[Collected data]
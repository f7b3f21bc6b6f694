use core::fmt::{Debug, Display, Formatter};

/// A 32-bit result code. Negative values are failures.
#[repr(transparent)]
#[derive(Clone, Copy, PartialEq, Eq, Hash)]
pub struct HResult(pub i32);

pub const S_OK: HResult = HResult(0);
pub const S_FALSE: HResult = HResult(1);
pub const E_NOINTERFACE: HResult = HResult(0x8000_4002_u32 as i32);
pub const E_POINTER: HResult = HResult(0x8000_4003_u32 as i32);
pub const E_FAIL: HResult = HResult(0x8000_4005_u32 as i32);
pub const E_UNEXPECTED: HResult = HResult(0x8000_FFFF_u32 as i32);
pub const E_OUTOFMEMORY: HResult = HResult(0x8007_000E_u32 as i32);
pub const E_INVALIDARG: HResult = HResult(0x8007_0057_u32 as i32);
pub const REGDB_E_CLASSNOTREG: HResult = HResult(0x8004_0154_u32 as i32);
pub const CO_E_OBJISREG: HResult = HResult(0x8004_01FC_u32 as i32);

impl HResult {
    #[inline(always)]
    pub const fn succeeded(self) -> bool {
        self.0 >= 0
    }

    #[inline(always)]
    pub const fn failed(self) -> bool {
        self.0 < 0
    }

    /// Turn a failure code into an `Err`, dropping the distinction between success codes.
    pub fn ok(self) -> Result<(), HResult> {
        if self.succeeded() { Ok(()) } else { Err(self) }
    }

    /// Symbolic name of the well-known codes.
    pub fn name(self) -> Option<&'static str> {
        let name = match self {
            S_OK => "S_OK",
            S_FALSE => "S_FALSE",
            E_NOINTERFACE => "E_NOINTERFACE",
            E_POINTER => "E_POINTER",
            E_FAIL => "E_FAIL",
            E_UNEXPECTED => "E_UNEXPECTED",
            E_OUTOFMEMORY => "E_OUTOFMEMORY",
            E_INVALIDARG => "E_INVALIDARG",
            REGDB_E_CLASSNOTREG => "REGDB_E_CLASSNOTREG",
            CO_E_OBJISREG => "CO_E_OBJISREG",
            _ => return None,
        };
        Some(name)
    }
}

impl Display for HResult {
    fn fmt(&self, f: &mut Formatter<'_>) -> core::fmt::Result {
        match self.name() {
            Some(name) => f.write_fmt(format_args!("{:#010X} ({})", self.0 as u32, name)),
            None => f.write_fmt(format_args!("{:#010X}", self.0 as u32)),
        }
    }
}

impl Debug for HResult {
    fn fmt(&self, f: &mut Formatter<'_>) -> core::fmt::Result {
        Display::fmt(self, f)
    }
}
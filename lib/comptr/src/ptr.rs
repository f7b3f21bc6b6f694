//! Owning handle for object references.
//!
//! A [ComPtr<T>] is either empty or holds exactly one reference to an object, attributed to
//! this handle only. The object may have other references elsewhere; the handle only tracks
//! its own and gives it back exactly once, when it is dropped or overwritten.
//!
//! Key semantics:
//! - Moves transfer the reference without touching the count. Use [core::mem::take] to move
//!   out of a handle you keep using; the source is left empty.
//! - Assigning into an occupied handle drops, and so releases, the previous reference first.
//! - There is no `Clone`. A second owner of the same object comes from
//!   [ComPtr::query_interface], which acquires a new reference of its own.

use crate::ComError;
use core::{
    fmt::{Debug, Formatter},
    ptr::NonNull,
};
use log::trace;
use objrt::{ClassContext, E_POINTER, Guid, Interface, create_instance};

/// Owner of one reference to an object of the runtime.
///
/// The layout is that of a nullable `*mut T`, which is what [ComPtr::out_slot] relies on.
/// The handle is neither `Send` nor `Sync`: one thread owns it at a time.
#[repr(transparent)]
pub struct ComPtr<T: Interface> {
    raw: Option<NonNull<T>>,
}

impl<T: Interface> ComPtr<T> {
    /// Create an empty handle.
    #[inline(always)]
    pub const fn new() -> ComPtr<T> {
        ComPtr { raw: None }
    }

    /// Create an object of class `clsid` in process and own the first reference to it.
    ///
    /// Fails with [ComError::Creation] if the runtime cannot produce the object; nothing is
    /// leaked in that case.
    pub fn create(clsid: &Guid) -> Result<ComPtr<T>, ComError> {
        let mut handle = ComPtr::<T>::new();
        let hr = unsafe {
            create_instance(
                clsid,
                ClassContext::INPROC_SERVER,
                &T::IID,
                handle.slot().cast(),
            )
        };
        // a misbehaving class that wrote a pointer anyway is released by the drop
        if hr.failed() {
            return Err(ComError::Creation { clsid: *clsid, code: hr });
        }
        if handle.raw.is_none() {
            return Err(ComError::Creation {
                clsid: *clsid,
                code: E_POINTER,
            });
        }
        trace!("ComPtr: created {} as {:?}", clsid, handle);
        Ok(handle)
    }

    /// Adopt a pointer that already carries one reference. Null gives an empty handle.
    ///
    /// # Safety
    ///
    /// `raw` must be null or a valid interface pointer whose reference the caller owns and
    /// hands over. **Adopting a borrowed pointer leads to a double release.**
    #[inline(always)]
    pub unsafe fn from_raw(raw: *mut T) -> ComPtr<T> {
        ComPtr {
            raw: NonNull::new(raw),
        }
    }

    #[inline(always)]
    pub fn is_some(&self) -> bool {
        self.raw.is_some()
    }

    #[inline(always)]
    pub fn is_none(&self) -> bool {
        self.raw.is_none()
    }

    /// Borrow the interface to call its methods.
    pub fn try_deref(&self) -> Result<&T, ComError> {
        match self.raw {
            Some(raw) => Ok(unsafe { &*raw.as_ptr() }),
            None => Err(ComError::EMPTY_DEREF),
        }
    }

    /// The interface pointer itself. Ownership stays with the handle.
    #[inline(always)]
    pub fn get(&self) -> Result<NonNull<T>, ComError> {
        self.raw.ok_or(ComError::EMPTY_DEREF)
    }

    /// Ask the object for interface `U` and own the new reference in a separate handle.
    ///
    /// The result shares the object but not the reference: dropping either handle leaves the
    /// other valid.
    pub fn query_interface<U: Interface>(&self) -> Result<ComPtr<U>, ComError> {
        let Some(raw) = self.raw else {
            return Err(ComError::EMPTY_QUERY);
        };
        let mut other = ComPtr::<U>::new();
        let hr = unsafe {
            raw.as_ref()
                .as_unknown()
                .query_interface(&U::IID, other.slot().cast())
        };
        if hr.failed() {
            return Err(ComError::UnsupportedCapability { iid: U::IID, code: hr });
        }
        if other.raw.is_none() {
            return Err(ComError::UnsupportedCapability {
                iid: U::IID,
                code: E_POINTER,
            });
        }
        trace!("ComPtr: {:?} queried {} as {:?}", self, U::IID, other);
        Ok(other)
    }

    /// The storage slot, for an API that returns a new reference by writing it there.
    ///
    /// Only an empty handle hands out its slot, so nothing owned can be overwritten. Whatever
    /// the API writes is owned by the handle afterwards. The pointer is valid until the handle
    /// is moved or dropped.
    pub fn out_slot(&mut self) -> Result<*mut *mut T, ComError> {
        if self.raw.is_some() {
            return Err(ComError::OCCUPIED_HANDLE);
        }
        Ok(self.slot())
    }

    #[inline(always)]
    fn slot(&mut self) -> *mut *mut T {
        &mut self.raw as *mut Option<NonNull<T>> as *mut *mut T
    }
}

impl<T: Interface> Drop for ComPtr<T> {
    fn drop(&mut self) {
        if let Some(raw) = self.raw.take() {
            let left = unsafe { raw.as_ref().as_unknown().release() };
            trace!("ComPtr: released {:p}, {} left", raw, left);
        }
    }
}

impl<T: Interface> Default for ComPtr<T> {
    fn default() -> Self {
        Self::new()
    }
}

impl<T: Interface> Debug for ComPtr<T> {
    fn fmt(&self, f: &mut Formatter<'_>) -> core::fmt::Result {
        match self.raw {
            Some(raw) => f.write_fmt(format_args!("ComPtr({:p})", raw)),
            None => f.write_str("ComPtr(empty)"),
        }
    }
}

==

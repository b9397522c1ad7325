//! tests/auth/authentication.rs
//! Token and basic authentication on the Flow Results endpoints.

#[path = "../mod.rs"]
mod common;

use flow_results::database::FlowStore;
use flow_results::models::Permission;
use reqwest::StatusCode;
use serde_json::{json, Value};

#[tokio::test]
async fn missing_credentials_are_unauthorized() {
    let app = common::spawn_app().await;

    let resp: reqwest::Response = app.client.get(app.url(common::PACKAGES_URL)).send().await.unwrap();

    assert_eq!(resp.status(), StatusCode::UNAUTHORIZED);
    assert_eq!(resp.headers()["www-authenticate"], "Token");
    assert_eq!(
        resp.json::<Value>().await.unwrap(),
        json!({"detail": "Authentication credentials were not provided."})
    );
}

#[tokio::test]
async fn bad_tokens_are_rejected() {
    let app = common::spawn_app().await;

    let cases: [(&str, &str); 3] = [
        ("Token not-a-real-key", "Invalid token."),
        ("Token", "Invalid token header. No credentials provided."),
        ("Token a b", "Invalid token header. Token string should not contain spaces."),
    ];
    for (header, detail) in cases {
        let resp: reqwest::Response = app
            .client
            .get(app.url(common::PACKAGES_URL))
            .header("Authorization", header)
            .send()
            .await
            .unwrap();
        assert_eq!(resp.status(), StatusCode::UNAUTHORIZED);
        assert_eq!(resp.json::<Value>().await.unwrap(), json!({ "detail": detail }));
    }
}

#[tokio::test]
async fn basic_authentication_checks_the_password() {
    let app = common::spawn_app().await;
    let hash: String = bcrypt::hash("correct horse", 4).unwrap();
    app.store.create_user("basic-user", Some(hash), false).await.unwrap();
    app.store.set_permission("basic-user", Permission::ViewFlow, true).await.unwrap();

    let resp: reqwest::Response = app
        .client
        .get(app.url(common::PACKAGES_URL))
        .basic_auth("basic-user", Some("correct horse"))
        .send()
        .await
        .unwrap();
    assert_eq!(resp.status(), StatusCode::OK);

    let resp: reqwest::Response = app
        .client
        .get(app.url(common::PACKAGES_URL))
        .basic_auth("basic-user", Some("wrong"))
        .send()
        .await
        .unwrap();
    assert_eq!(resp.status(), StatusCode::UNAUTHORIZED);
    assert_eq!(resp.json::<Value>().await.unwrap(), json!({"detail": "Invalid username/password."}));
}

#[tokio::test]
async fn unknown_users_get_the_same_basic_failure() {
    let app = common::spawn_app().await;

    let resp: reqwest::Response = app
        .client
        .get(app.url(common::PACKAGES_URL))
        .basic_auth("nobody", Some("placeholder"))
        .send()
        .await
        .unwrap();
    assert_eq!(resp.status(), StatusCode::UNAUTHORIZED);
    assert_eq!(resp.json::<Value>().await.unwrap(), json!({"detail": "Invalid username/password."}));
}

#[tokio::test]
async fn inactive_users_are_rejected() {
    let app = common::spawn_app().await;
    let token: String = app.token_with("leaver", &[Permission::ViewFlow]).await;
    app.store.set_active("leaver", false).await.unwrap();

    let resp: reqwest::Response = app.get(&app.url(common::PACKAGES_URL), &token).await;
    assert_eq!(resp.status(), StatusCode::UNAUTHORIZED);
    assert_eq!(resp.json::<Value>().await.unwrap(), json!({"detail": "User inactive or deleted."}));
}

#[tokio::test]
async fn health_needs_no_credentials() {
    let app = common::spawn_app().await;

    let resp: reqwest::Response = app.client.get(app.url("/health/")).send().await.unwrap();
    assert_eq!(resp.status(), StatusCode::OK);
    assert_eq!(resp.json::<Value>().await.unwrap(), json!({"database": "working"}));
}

## WORK INSTRUCTION
Please determine how many lines in the entries contain the word "hands" and reply with that figure alone.

## SOLUTION TO THIS PROBLEM
2